Start of Block

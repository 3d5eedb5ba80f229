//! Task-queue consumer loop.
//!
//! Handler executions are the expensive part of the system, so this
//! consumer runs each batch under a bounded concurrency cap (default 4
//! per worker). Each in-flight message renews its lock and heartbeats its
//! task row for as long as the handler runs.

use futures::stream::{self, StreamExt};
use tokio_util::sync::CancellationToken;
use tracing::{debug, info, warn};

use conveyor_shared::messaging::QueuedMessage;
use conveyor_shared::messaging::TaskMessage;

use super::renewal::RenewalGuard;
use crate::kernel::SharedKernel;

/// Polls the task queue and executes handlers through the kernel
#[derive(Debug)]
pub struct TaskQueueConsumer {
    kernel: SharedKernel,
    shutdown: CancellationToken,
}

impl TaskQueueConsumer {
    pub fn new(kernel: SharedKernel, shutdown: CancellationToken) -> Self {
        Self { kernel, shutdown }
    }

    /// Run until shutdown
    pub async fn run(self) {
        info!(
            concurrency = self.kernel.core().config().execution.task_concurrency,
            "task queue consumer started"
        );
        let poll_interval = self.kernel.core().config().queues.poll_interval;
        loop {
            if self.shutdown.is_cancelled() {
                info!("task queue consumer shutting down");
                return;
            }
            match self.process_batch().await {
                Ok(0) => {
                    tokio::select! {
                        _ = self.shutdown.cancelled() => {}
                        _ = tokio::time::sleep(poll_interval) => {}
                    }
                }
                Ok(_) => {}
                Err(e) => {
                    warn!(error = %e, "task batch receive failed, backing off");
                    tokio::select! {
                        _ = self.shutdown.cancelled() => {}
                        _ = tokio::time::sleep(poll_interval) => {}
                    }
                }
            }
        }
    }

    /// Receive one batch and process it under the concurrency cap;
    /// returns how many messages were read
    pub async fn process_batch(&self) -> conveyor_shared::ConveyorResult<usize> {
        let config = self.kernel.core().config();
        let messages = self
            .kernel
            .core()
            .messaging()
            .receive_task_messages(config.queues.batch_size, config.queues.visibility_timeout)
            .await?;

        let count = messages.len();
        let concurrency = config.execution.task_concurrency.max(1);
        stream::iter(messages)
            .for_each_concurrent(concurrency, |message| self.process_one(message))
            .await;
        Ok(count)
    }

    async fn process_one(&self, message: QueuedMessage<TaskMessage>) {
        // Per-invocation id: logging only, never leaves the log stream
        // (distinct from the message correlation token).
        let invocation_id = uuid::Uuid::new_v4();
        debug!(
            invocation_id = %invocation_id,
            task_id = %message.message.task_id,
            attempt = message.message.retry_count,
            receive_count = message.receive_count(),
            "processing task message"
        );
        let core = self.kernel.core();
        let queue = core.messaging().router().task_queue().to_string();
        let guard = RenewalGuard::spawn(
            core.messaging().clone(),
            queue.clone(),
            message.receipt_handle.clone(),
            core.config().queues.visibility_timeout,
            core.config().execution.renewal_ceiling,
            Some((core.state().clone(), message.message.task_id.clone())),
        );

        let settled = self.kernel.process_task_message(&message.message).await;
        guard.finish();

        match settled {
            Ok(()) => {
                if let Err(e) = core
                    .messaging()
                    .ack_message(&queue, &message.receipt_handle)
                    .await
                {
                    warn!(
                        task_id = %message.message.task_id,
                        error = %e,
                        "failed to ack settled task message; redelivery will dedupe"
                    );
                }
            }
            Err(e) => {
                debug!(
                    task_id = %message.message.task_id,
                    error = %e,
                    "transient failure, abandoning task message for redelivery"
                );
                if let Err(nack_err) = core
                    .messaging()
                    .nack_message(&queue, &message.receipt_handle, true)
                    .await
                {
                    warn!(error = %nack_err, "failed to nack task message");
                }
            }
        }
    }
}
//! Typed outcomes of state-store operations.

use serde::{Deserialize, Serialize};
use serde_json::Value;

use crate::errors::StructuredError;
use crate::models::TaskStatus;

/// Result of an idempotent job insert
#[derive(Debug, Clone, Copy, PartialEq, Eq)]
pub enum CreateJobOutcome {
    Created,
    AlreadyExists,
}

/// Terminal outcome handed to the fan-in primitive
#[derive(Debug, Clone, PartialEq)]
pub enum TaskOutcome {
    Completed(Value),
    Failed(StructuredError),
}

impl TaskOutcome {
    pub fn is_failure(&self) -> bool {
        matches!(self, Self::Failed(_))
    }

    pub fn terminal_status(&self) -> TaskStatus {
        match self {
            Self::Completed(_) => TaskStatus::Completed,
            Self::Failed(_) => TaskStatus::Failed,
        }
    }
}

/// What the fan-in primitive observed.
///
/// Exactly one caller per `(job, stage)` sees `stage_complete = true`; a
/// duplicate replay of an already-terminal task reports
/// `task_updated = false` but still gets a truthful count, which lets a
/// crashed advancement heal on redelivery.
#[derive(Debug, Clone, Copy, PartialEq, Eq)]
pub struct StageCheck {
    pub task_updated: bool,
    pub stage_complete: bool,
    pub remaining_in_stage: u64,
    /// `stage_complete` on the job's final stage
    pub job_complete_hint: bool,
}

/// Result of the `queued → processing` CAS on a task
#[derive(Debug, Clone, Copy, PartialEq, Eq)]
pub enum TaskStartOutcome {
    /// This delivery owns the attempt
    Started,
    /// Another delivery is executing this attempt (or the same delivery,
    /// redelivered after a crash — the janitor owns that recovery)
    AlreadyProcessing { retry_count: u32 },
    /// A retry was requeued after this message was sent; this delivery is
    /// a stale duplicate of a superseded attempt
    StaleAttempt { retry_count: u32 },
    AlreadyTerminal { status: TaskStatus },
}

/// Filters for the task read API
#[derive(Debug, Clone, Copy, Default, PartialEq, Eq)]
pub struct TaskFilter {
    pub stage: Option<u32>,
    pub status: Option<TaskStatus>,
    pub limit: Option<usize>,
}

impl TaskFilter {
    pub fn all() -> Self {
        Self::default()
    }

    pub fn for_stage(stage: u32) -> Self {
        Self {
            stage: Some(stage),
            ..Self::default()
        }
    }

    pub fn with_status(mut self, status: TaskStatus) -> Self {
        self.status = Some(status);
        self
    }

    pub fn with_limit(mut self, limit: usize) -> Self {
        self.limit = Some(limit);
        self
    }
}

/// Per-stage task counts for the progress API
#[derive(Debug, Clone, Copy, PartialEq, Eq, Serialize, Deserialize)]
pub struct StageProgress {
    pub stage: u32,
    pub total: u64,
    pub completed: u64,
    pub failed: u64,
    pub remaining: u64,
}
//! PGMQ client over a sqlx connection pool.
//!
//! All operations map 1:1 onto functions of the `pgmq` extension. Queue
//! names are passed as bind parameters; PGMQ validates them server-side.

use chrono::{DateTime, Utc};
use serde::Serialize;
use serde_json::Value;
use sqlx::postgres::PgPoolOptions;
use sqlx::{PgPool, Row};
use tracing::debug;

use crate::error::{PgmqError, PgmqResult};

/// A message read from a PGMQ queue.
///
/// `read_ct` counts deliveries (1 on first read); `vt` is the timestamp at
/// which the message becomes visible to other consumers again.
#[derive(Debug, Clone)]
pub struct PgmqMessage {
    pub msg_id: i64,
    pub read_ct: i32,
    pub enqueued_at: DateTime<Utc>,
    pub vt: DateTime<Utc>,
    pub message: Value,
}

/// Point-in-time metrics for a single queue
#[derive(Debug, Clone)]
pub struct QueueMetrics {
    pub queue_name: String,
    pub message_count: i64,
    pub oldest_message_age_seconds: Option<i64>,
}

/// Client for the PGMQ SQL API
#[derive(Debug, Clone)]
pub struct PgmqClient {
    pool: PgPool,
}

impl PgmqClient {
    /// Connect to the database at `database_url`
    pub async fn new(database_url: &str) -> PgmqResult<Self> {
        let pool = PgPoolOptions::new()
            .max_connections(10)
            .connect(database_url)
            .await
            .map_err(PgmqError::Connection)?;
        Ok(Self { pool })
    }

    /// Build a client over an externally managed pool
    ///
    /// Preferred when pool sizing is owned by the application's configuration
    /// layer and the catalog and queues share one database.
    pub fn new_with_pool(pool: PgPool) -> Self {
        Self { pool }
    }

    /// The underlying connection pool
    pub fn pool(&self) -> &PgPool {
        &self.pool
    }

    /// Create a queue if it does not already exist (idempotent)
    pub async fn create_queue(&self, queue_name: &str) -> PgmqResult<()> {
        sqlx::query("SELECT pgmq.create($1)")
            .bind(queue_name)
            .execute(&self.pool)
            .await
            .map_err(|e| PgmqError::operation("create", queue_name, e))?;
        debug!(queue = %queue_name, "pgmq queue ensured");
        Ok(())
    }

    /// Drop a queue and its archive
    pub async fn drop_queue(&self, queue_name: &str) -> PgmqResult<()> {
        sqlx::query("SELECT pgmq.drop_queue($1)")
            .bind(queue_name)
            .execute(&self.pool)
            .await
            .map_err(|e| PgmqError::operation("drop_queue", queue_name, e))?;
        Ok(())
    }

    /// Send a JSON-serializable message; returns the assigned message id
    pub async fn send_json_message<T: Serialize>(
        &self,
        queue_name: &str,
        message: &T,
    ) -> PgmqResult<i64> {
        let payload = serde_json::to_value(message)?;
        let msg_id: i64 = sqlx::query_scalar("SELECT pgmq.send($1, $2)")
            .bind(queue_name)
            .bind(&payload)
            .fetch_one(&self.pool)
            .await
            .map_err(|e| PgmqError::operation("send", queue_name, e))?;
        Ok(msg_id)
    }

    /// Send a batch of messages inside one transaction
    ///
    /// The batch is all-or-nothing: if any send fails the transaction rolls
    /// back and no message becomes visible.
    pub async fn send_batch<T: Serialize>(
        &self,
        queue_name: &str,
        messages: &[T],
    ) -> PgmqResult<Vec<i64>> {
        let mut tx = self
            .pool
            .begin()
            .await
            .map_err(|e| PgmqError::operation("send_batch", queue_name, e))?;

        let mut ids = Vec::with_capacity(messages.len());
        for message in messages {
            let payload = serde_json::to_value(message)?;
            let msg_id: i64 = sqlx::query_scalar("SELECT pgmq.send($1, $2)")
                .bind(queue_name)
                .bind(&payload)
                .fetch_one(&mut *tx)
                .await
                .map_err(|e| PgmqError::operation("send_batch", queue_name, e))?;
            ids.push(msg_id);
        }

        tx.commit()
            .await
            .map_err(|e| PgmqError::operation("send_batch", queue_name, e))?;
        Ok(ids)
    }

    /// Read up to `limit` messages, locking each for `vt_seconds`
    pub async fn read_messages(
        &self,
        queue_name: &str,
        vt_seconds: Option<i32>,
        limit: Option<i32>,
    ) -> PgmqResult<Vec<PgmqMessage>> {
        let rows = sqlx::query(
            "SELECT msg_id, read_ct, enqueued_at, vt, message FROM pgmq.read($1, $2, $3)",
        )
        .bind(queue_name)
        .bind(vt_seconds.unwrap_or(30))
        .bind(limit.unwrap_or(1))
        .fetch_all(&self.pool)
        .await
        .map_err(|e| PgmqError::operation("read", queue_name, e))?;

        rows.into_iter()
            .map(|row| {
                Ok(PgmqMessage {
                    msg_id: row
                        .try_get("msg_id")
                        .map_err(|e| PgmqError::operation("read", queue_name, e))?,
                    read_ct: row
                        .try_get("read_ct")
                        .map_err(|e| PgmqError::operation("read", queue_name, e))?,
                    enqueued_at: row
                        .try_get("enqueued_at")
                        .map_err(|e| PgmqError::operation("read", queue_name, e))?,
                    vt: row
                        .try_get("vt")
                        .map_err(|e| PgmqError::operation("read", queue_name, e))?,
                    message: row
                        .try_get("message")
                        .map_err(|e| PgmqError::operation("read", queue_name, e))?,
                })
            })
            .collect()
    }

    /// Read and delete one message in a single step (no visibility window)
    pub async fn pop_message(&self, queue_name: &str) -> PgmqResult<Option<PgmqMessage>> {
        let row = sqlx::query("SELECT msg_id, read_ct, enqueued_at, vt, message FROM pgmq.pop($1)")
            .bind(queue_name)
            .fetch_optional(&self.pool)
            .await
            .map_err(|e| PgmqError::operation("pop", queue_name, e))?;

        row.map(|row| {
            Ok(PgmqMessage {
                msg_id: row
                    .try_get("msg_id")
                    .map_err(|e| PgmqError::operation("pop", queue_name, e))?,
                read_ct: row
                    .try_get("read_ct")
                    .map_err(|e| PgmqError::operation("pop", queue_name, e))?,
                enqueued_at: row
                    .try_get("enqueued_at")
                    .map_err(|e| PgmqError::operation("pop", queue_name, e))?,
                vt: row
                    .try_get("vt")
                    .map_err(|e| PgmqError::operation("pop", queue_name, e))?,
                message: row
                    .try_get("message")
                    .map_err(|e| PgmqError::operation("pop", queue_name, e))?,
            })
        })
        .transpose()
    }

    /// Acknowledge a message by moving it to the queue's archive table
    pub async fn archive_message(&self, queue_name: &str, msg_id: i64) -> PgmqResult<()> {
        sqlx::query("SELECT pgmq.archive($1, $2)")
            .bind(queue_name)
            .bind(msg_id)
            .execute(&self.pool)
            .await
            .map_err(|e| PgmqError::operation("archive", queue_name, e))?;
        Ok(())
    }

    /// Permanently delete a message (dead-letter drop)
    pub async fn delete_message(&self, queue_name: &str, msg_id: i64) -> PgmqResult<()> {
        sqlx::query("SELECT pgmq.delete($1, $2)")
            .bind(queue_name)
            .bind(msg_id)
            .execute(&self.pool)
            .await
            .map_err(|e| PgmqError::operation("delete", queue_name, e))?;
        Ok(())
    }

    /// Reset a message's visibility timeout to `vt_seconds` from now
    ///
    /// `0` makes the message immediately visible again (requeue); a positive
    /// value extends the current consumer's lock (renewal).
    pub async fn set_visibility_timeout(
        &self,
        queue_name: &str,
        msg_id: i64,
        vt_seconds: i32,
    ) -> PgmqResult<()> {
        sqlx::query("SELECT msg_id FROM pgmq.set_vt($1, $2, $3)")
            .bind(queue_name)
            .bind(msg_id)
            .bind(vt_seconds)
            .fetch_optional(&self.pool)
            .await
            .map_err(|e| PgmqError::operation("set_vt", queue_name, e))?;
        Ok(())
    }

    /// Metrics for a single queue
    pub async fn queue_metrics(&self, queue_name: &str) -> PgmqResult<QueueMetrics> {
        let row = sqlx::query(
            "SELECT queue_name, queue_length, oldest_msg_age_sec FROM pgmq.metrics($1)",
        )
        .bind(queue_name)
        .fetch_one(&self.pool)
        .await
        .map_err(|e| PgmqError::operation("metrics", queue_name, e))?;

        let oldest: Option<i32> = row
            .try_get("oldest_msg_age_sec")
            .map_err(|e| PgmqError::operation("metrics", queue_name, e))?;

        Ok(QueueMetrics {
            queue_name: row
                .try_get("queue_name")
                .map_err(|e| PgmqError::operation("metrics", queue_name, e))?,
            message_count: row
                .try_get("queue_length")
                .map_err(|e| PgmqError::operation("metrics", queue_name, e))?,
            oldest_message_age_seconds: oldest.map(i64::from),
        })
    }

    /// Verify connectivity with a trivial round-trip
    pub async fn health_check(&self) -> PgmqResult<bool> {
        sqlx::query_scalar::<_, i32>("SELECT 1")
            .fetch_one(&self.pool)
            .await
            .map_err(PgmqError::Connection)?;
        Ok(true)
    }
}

End of Block

**WHAT IS REQUIRED:** Please return exactly the lines from the opening line of the data above through the line with "use super::renewal::RenewalGuard;", both included and nothing else.

**WRITTEN SOLUTION:**
repository 3d5eedb5ba80f229
//! Task-queue consumer loop.
//!
//! Handler executions are the expensive part of the system, so this
//! consumer runs each batch under a bounded concurrency cap (default 4
//! per worker). Each in-flight message renews its lock and heartbeats its
//! task row for as long as the handler runs.

use futures::stream::{self, StreamExt};
use tokio_util::sync::CancellationToken;
use tracing::{debug, info, warn};

use conveyor_shared::messaging::QueuedMessage;
use conveyor_shared::messaging::TaskMessage;

use super::renewal::RenewalGuard;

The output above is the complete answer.